Una di quelle domeniche, mentre  spalava la neve, ricominciò a nevicare e lui alzò il viso al cielo, assaporando il gusto acquoso del cotone gelato… fu così che mi vide, era inevitabile dopo tutto che prima o poi mi vedesse.
Non ricordo se mi sorrise o era solo un movimento delle labbra involontario, so solo che gli vidi gli occhi, di un colore profondamente blu.
Mi ritrassi, spaventato e scoperto, ma dopo alcuni minuti decisi di farmi coraggio e di riavvicinarmi alla finestra.

Lui non c’era più.

Dopo averlo cercato più volte con lo sguardo, con un misto di delusione e  tremore me ne tornai sotto le coperte.
Tornò la Domenica successiva, e da quella volta decisi che lo avrei aiutato nel suo lavoro; dovevo conoscerlo.
Kesha, si chiamava, era russo di Mosca e aveva 17 anni.

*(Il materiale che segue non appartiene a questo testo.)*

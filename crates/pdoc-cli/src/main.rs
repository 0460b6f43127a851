//! # pdoc CLI entry point
//!
//! Parses command-line arguments, installs the tracing subscriber and
//! dispatches to the subcommand handlers.

use std::path::PathBuf;
use std::process::ExitCode;

use clap::{Parser, Subcommand};
use tracing_subscriber::EnvFilter;

use pdoc_cli::analyze::{run_analyze, AnalyzeArgs};
use pdoc_cli::catalog::{run_catalog, CatalogArgs};
use pdoc_cli::generate::{run_generate, GenerateArgs};

/// PDPL document generator.
///
/// Generates personalized Vietnamese/English data-protection documents for a
/// business profile and validates them against the PDPL rule tables.
#[derive(Parser, Debug)]
#[command(name = "pdoc", version, about, long_about = None)]
struct Cli {
    /// Enable verbose output. Repeat for more verbosity (-v, -vv, -vvv).
    #[arg(short, long, action = clap::ArgAction::Count, global = true)]
    verbose: u8,

    /// Emit logs as JSON lines.
    #[arg(long, global = true)]
    log_json: bool,

    /// Path to a YAML/JSON configuration file. Defaults to PDOC_* variables.
    #[arg(long, global = true)]
    config: Option<PathBuf>,

    #[command(subcommand)]
    command: Commands,
}

#[derive(Subcommand, Debug)]
enum Commands {
    /// Generate documents from a JSON or YAML request.
    Generate(GenerateArgs),

    /// Preview the business-profile analysis for one document type.
    Analyze(AnalyzeArgs),

    /// List the templates resolved for an industry.
    Catalog(CatalogArgs),
}

fn main() -> ExitCode {
    let cli = Cli::parse();

    let filter = match cli.verbose {
        0 => EnvFilter::new("warn"),
        1 => EnvFilter::new("info"),
        2 => EnvFilter::new("debug"),
        _ => EnvFilter::new("trace"),
    };
    // Logs go to stderr so JSON output on stdout stays parseable.
    if cli.log_json {
        tracing_subscriber::fmt()
            .json()
            .with_env_filter(filter)
            .with_writer(std::io::stderr)
            .init();
    } else {
        tracing_subscriber::fmt()
            .with_env_filter(filter)
            .with_target(false)
            .with_writer(std::io::stderr)
            .init();
    }

    tracing::debug!(version = env!("CARGO_PKG_VERSION"), "pdoc starting");

    let config = cli.config.as_deref();
    let result = match &cli.command {
        Commands::Generate(args) => run_generate(args, config),
        Commands::Analyze(args) => run_analyze(args, config),
        Commands::Catalog(args) => run_catalog(args, config),
    };

    match result {
        Ok(code) => ExitCode::from(code),
        Err(e) => {
            tracing::error!("{e:#}");
            ExitCode::from(1)
        }
    }
}

#[cfg(test)]
mod tests {
    use super::*;

    #[test]
    fn cli_parse_generate_minimal() {
        let cli = Cli::try_parse_from(["pdoc", "generate", "--request", "req.yaml"]).unwrap();
        assert_eq!(cli.verbose, 0);
        assert!(!cli.log_json);
        if let Commands::Generate(args) = cli.command {
            assert_eq!(args.request, PathBuf::from("req.yaml"));
            assert!(args.output.is_none());
            assert!(args.concurrency.is_none());
        } else {
            panic!("expected generate");
        }
    }

    #[test]
    fn cli_parse_generate_with_all_options() {
        let cli = Cli::try_parse_from([
            "pdoc",
            "-vv",
            "--log-json",
            "--config",
            "pdoc.yaml",
            "generate",
            "--request",
            "req.json",
            "--output",
            "out.json",
            "--concurrency",
            "8",
        ])
        .unwrap();
        assert_eq!(cli.verbose, 2);
        assert!(cli.log_json);
        assert_eq!(cli.config, Some(PathBuf::from("pdoc.yaml")));
        if let Commands::Generate(args) = cli.command {
            assert_eq!(args.output, Some(PathBuf::from("out.json")));
            assert_eq!(args.concurrency, Some(8));
        } else {
            panic!("expected generate");
        }
    }

    #[test]
    fn cli_parse_global_flags_after_subcommand() {
        let cli = Cli::try_parse_from(["pdoc", "catalog", "-v", "--config", "c.yaml"]).unwrap();
        assert_eq!(cli.verbose, 1);
        assert_eq!(cli.config, Some(PathBuf::from("c.yaml")));
    }

    #[test]
    fn cli_rejects_zero_concurrency() {
        assert!(Cli::try_parse_from([
            "pdoc",
            "generate",
            "--request",
            "req.yaml",
            "--concurrency",
            "0",
        ])
        .is_err());
    }

    #[test]
    fn cli_generate_requires_request() {
        assert!(Cli::try_parse_from(["pdoc", "generate"]).is_err());
    }

    #[test]
    fn cli_parse_analyze() {
        let cli = Cli::try_parse_from([
            "pdoc",
            "analyze",
            "--profile",
            "profile.yaml",
            "--document-type",
            "consent-forms",
        ])
        .unwrap();
        if let Commands::Analyze(args) = cli.command {
            assert_eq!(args.profile, PathBuf::from("profile.yaml"));
            assert_eq!(args.document_type, "consent-forms");
        } else {
            panic!("expected analyze");
        }
    }

    #[test]
    fn cli_parse_catalog_defaults_to_generic() {
        let cli = Cli::try_parse_from(["pdoc", "catalog"]).unwrap();
        if let Commands::Catalog(args) = cli.command {
            assert_eq!(args.industry, "generic");
            assert!(args.language.is_none());
            assert!(!args.json);
        } else {
            panic!("expected catalog");
        }
    }

    #[test]
    fn cli_unknown_subcommand_fails() {
        assert!(Cli::try_parse_from(["pdoc", "render"]).is_err());
    }
}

Era venuto a trovare per qualche tempo la prima madre, separatasi dal padre.
Ogni Week End mattina spalavamo insieme la neve, e io mi svegliavo sempre prima per andare giù nel viale e cominciare il lavoro.

Aspettavo che sollevasse mi salutasse da lontano, mentre arrivava, e che sorridesse, portandosi alcune ciocche di capelli sotto al cappello con la mano sinistra. Come gentili tocchi sul mio viso lui mi guardava, con gli occhi mi accarezzava le labbra, vedevo che guardava le mie labbra…. e mi mostrava cosa vuol dire bruciare… potevo sentire la mia pelle bruciare davvero.
Quando parlavamo, ero in uno stato di completa adorazione, non potevo far altro che sorridergli e annuire, anche se ascoltavo molto attentamente quelle poche cose che diceva; la mia immaginazione vagava lontana, per i sentieri più meravigliosi del mondo, che mi spingevano nella dolce illusione che un giorno quelle mani mi avrebbero veramente toccato.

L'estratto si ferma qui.